Garda who attacked abuse campaigner ‘taking selfies’ in Café en Seine has apologised, court told

Robert Hennessy was found guilty of repeatedly punching Michael Finnegan (40) in the face

A judge has adjourned sentencing a Dublin-based detective garda, who attacked a man “taking selfies” in a bar, pending a probation and restorative justice report.

Robert Hennessy was found guilty of assaulting social care worker and abuse campaigner Michael Finnegan, 40, who was repeatedly punched in the face in Café en Seine on Dawson Street, Dublin, on December 11th, 2019.

The detective garda, from a unit involved in surveillance work, denied the charge but was convicted by Judge John Hughes at Dublin District Court in November. He was prosecuted following a Garda Ombudsman (Gsoc) investigation.

The officer did not testify, but in his statement to Gsoc, he claimed he was stressed and feared Mr Finnegan would “out” him and his colleagues.


On Tuesday, defence solicitor Elizabeth Hughes furnished the court with testimonials and outlined commendations her client had received in his 23-year career in An Garda Síochána.

The solicitor asked the judge to note he had an unblemished record, he had feared for their safety, and that they would be professionally embarrassed on the night of the incident.

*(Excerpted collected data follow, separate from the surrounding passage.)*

//! FrameDecoder - base64 image payload to bitmap
//!
//! Pure function, no state. The live endpoint sends the annotated frame as a
//! base64 JPEG (PNG is accepted too); the result is an RGBA8 bitmap the
//! rendering layer can draw directly.

use crate::error::{Error, Result};
use base64::Engine;
use image::ImageFormat;

/// Encoded format of the original payload
#[derive(Debug, Clone, Copy, PartialEq, Eq)]
pub enum FrameFormat {
    Jpeg,
    Png,
}

impl FrameFormat {
    pub fn as_str(&self) -> &'static str {
        match self {
            FrameFormat::Jpeg => "jpeg",
            FrameFormat::Png => "png",
        }
    }
}

/// Decoded frame, RGBA8 row-major
#[derive(Debug, Clone, PartialEq, Eq)]
pub struct DecodedFrame {
    pub width: u32,
    pub height: u32,
    pub format: FrameFormat,
    pub rgba: Vec<u8>,
}

impl DecodedFrame {
    /// RGBA value at (x, y), None when out of bounds
    pub fn pixel(&self, x: u32, y: u32) -> Option<[u8; 4]> {
        if x >= self.width || y >= self.height {
            return None;
        }
        let idx = ((y as usize * self.width as usize) + x as usize) * 4;
        let px = self.rgba.get(idx..idx + 4)?;
        Some([px[0], px[1], px[2], px[3]])
    }
}

/// Decode a base64-encoded JPEG/PNG into a bitmap
pub fn decode_frame(encoded: &str) -> Result<DecodedFrame> {
    let encoded = encoded.trim();
    if encoded.is_empty() {
        return Err(Error::Decode("empty frame payload".to_string()));
    }

    let bytes = base64::engine::general_purpose::STANDARD.decode(encoded)?;
    decode_image_bytes(&bytes)
}

/// Decode raw JPEG/PNG bytes into a bitmap
pub fn decode_image_bytes(bytes: &[u8]) -> Result<DecodedFrame> {
    let format = match image::guess_format(bytes)? {
        ImageFormat::Jpeg => FrameFormat::Jpeg,
        ImageFormat::Png => FrameFormat::Png,
        other => {
            return Err(Error::Decode(format!(
                "unsupported frame format: {:?}",
                other
            )))
        }
    };

    let image = image::load_from_memory(bytes)?;
    let rgba = image.to_rgba8();

    Ok(DecodedFrame {
        width: rgba.width(),
        height: rgba.height(),
        format,
        rgba: rgba.into_raw(),
    })
}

The court heard Mr Finnegan, from Crumlin, Dublin, did not want the defendant to lose his job.

The detective instructed the solicitor to extend an apology to the victim. She implored the judge to consider the impact on her client and an outcome that would leave him without a recorded conviction.

Judge Hughes adjourned the case until June 4th for the probation report.

During the hearing, he heard how Mr Finnegan catalogued his life through photos he uploaded to Twitter or Instagram. The judge believed that Mr Finnegan was surreptitiously observing the off-duty gardaí and using his phone to take pictures or videos. He noted a barman’s evidence that he was “more than tipsy”.

However, he held it was not a case of self-defence, and the garda could not attack someone for taking photos.

Mr Finnegan’s victim impact statement stated it left him in terror and anxious.

The court had heard he had finished his first exams at Trinity College and went for a drink in Café en Seine. He said he was happy and taking selfie pictures on his phone, and there were two attractive women in their 30s. He “made an attempt to chat them up” but did not know their occupation; he said the accused then came over and identified himself as a garda.

He alleged the Det Gda Hennessy chatted to him but was “under the influence” and very aggressive and that he was punched by him several times. It left him in pain and dizzy, with blood coming out of his mouth and a split lip.

CCTV footage of the assault was played in court.

Cross-examined, he denied videoing, taking pictures of the Garda group, or telling them, “Youse would want to watch yourself, a group of intelligence officers on the town together you wouldn’t know what would happen to you”.

In court, when questioned about his demeanour in the video evidence, he said that was due to being constantly hyper-vigilant as a result of being attacked as a child.

Questioned about his failure to hand over his phone to gardaí and later Gsoc, Mr Finnegan said he feared he might be in trouble and that it was a result of mental health issues, including PTSD, which he has suffered from for years.

Mr Finnegan is an abuse survivor and whistleblower who has highlighted child sexual abuse allegations in St John Ambulance.